Triggers, functions or whatever you use are just code; yes, that is my pitch: Have your buisness logic in code, ideally in a dedicated BE API endpoint instead in the DB.




Are you suggesting that you don't use any constraints (unique, not null...) or defaults in the database either?

That's your business logic in the database right there.


I for one think that the code path that leads to an insert conflict should be integration/unit tested. Something needs to codify how the error is reported to the client.

So no, you don't get to wiggle out of that one.

Unit testing PL/pgSQL is nasty.


I agree for the most part.

But unit testing is not nasty at all: just look up pgTAP.
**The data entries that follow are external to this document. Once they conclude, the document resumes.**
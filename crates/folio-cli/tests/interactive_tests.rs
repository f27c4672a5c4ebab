#![allow(deprecated)]
use assert_cmd::Command;
use predicates::prelude::*;
use tempfile::TempDir;

fn folio(config_dir: &TempDir) -> Command {
    let mut cmd = Command::cargo_bin("folio").unwrap();
    cmd.env("FOLIO_CONFIG_DIR", config_dir.path())
        .env_remove("FOLIO_CONTENT")
        .env("FOLIO_TEST_MODE", "1");
    cmd
}

#[test]
fn test_contact_sends_and_thanks() {
    let dir = TempDir::new().unwrap();
    let mut cmd = folio(&dir);
    cmd.env("FOLIO_MOCK_INPUT", "Ada,ada@example.com,Hello,Let's talk")
        .args(["contact", "--delay-ms", "0"]);

    cmd.assert()
        .success()
        .stdout(predicate::str::contains("Sending..."))
        .stdout(predicate::str::contains("Message sent! Thanks, Ada."));
}

#[test]
fn test_contact_empty_message_then_retry() {
    let dir = TempDir::new().unwrap();
    let mut cmd = folio(&dir);
    cmd.env("FOLIO_MOCK_INPUT", "Ada,ada@example.com,Hello,,Second try")
        .env("FOLIO_MOCK_SELECT", "0") // Select "Fix and resend"
        .args(["contact", "--delay-ms", "0"]);

    cmd.assert()
        .success()
        .stdout(predicate::str::contains("Please fill out: Message"))
        .stdout(predicate::str::contains("Message sent!"));
}

#[test]
fn test_contact_invalid_email_cancel() {
    let dir = TempDir::new().unwrap();
    let mut cmd = folio(&dir);
    cmd.env("FOLIO_MOCK_INPUT", "Ada,ada.example.com,Hello,Hi")
        .env("FOLIO_MOCK_SELECT", "1") // Select "Cancel"
        .args(["contact", "--delay-ms", "0"]);

    cmd.assert()
        .success()
        .stdout(predicate::str::contains("Please enter a valid email address"))
        .stdout(predicate::str::contains("Cancelled."))
        .stdout(predicate::str::contains("Message sent!").not());
}

#[test]
fn test_contact_fails_when_input_runs_out() {
    let dir = TempDir::new().unwrap();
    let mut cmd = folio(&dir);
    cmd.env("FOLIO_MOCK_INPUT", "Ada")
        .args(["contact", "--delay-ms", "0"]);

    cmd.assert()
        .failure()
        .stderr(predicate::str::contains("No more mock input responses"));
}
use anyhow::{bail, Result};
use std::collections::HashSet;

/// A navigable block of the page, addressed by a stable id.
///
/// The id doubles as the element id in the document and as the URL fragment
/// (`#about`), so it is the only thing the layout layer and the core share.
#[derive(Debug, Clone, PartialEq, Eq)]
pub struct Section {
    pub id: String,
    pub label: String,
}

impl Section {
    pub fn new(id: impl Into<String>, label: impl Into<String>) -> Self {
        Self {
            id: id.into(),
            label: label.into(),
        }
    }
}

/// Sections in top-to-bottom page order.
#[derive(Debug, Clone, PartialEq, Eq)]
pub struct Sections {
    items: Vec<Section>,
}

impl Sections {
    /// Build an ordered section list, rejecting empty lists and duplicate ids
    pub fn new(items: Vec<Section>) -> Result<Self> {
        if items.is_empty() {
            bail!("A page needs at least one section");
        }

        let mut seen = HashSet::new();
        for section in &items {
            if section.id.trim().is_empty() {
                bail!("Section ids must not be empty (label: {})", section.label);
            }
            if !seen.insert(section.id.as_str()) {
                bail!("Duplicate section id: {}", section.id);
            }
        }

        Ok(Self { items })
    }

    /// The portfolio's navigation set
    pub fn portfolio() -> Self {
        Self {
            items: vec![
                Section::new("hero", "Home"),
                Section::new("about", "About"),
                Section::new("projects", "Projects"),
                Section::new("skills", "Skills"),
                Section::new("contact", "Contact"),
            ],
        }
    }

    pub fn iter(&self) -> impl Iterator<Item = &Section> {
        self.items.iter()
    }

    pub fn ids(&self) -> impl Iterator<Item = &str> {
        self.items.iter().map(|s| s.id.as_str())
    }

    pub fn len(&self) -> usize {
        self.items.len()
    }

    pub fn is_empty(&self) -> bool {
        self.items.is_empty()
    }

    pub fn get(&self, id: &str) -> Option<&Section> {
        self.items.iter().find(|s| s.id == id)
    }

    pub fn position(&self, id: &str) -> Option<usize> {
        self.items.iter().position(|s| s.id == id)
    }

    pub fn contains(&self, id: &str) -> bool {
        self.get(id).is_some()
    }

    /// The first section in page order, used as the default active section
    pub fn first(&self) -> &Section {
        &self.items[0]
    }

    /// Resolve a URL fragment such as `#skills` to a known section id
    pub fn parse_fragment<'a>(&self, fragment: &'a str) -> Option<&'a str> {
        let id = fragment.strip_prefix('#').unwrap_or(fragment).trim();
        if id.is_empty() || !self.contains(id) {
            return None;
        }
        Some(id)
    }
}
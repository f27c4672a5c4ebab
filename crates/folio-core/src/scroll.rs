use tracing::debug;

use crate::section::Sections;
use crate::viewport::ViewportObserver;

/// Height of the fixed navigation bar that covers the top of the page
pub const DEFAULT_HEADER_OFFSET: f64 = 100.0;
/// Scroll distance after which the navigation bar switches to its solid style
pub const DEFAULT_SCROLL_THRESHOLD: f64 = 50.0;

/// Snapshot of what the navigation bar needs to render
#[derive(Debug, Clone, PartialEq)]
pub struct ScrollState {
    pub offset: f64,
    pub scrolled: bool,
    pub active: String,
}

/// Maps the viewport's scroll offset to the active section.
#[derive(Debug, Clone)]
pub struct ScrollTracker {
    sections: Sections,
    header_offset: f64,
    threshold: f64,
    state: ScrollState,
}

impl ScrollTracker {
    pub fn new(sections: Sections, header_offset: f64, threshold: f64) -> Self {
        let state = ScrollState {
            offset: 0.0,
            scrolled: false,
            active: sections.first().id.clone(),
        };
        Self {
            sections,
            header_offset,
            threshold,
            state,
        }
    }

    pub fn with_defaults(sections: Sections) -> Self {
        Self::new(sections, DEFAULT_HEADER_OFFSET, DEFAULT_SCROLL_THRESHOLD)
    }

    pub fn state(&self) -> &ScrollState {
        &self.state
    }

    pub fn active(&self) -> &str {
        &self.state.active
    }

    pub fn sections(&self) -> &Sections {
        &self.sections
    }

    pub fn header_offset(&self) -> f64 {
        self.header_offset
    }

    /// Recompute from the viewport.
    ///
    /// Returns the new state only when the active section or the scrolled
    /// flag changed; a bare offset change is recorded but not reported.
    pub fn update(&mut self, viewport: &dyn ViewportObserver) -> Option<ScrollState> {
        let offset = viewport.scroll_offset();
        let scrolled = offset > self.threshold;
        let active = self
            .locate(viewport, offset)
            .map(str::to_string)
            .unwrap_or_else(|| self.state.active.clone());

        let changed = active != self.state.active || scrolled != self.state.scrolled;
        self.state.offset = offset;

        if !changed {
            return None;
        }

        if active != self.state.active {
            debug!(from = %self.state.active, to = %active, offset, "active section changed");
        }
        self.state.active = active;
        self.state.scrolled = scrolled;
        Some(self.state.clone())
    }

    /// First section in page order whose band contains the offset
    fn locate(&self, viewport: &dyn ViewportObserver, offset: f64) -> Option<&str> {
        let position = offset + self.header_offset;
        self.sections.ids().find(|id| {
            let Some(bounds) = viewport.section_bounds(id) else {
                return false;
            };
            if bounds.height <= 0.0 {
                return false;
            }
            let top = bounds.top - self.header_offset;
            let bottom = top + bounds.height;
            top <= position && position < bottom
        })
    }

    /// Overwrite the active section. Unknown ids are ignored.
    pub fn set_active(&mut self, id: &str) -> bool {
        if !self.sections.contains(id) || self.state.active == id {
            return false;
        }
        self.state.active = id.to_string();
        true
    }
}

#[cfg(test)]
mod tests {
    use super::*;
    use crate::viewport::StaticViewport;

    fn layout() -> StaticViewport {
        StaticViewport::stacked(
            &[
                ("hero", 900.0),
                ("about", 800.0),
                ("projects", 1200.0),
                ("skills", 1000.0),
                ("contact", 900.0),
            ],
            800.0,
        )
    }

    #[test]
    fn test_initial_state_defaults_to_first_section() {
        let tracker = ScrollTracker::with_defaults(Sections::portfolio());
        assert_eq!(tracker.active(), "hero");
        assert!(!tracker.state().scrolled);
    }

    #[test]
    fn test_update_reports_only_changes() {
        let mut viewport = layout();
        let mut tracker = ScrollTracker::with_defaults(Sections::portfolio());

        // Still hero, still below the threshold
        viewport.scroll_to(10.0);
        assert!(tracker.update(&viewport).is_none());
        assert_eq!(tracker.state().offset, 10.0);

        viewport.scroll_to(60.0);
        let state = tracker.update(&viewport).unwrap();
        assert!(state.scrolled);
        assert_eq!(state.active, "hero");

        viewport.scroll_to(70.0);
        assert!(tracker.update(&viewport).is_none());
    }

    #[test]
    fn test_band_uses_header_offset_on_both_sides() {
        let mut viewport = layout();
        let mut tracker = ScrollTracker::with_defaults(Sections::portfolio());

        // about band: top 900 - 100 = 800, bottom 1600; position = offset + 100
        viewport.scroll_to(699.0);
        tracker.update(&viewport);
        assert_eq!(tracker.active(), "hero");

        viewport.scroll_to(700.0);
        tracker.update(&viewport);
        assert_eq!(tracker.active(), "about");
    }

    #[test]
    fn test_zero_height_never_matches() {
        let mut viewport = StaticViewport::new(800.0);
        viewport.place("hero", 0.0, 0.0);
        viewport.place("about", 0.0, 500.0);
        let mut tracker = ScrollTracker::with_defaults(Sections::portfolio());
        tracker.set_active("contact");

        viewport.scroll_to(0.0);
        tracker.update(&viewport);
        assert_eq!(tracker.active(), "about");
    }

    #[test]
    fn test_overlapping_sections_first_in_page_order_wins() {
        let mut viewport = StaticViewport::new(800.0);
        viewport.place("hero", 0.0, 1000.0);
        viewport.place("about", 500.0, 1000.0);
        let mut tracker = ScrollTracker::with_defaults(Sections::portfolio());
        tracker.set_active("contact");

        // position 700 sits in hero (-100..900) and about (400..1400)
        viewport.scroll_to(600.0);
        let state = tracker.update(&viewport).unwrap();
        assert_eq!(state.active, "hero");
        assert_eq!(tracker.active(), "hero");
    }

    #[test]
    fn test_set_active_ignores_unknown() {
        let mut tracker = ScrollTracker::with_defaults(Sections::portfolio());
        assert!(!tracker.set_active("blog"));
        assert!(tracker.set_active("skills"));
        assert!(!tracker.set_active("skills"));
        assert_eq!(tracker.active(), "skills");
    }
}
What's nasty is that the incumbent development model intersperses data modelling constraints in the database and in the non-db code, and then we test one layer implicitly from another layer.


Unit testing is nasty? You can use whatever tool you like. I've used phpunit, junit and jasmine for unit testing databases. Choose whichever tool you like most.


It can get hairy due to how most apps are developed.

You'd usually have backend code guarding against constraint-violating entries, and then you'd have a database constraint too.

So what you need to do now is test almost exactly the same thing from your code test and from your database test to get proper coverage.

Enter declarative ORM schemas, and suddenly there's not even a guarantee that the schema you are running really matches what your ORM thinks the schema is.

For that reason, I prefer all those SQL-based database migration/evolution approaches over ORM-based schema generation, coupled with pure SQL tests (eg. with pgTAP, but yeah, any tool can do).

Basically, even for declarative code, there should be a unit test, a la double-entry bookkeeping in accounting.

And even if this is what I prefer and believe is only right, I never worked on a large company project that did all of these things.

So I don't think the entire topic should be easily dismissed: while unit testing is simple, have you ever worked on a project that tested db-schema embedded logic exactly at the right level (and not the level up)?


That’s the path I ended up taking. The GraphQL resolvers had no idea idea there was a database. They talked to a layer that understood all the business objects and that sat on top of a layer that understood authorization and only that layer had any connection to the data store.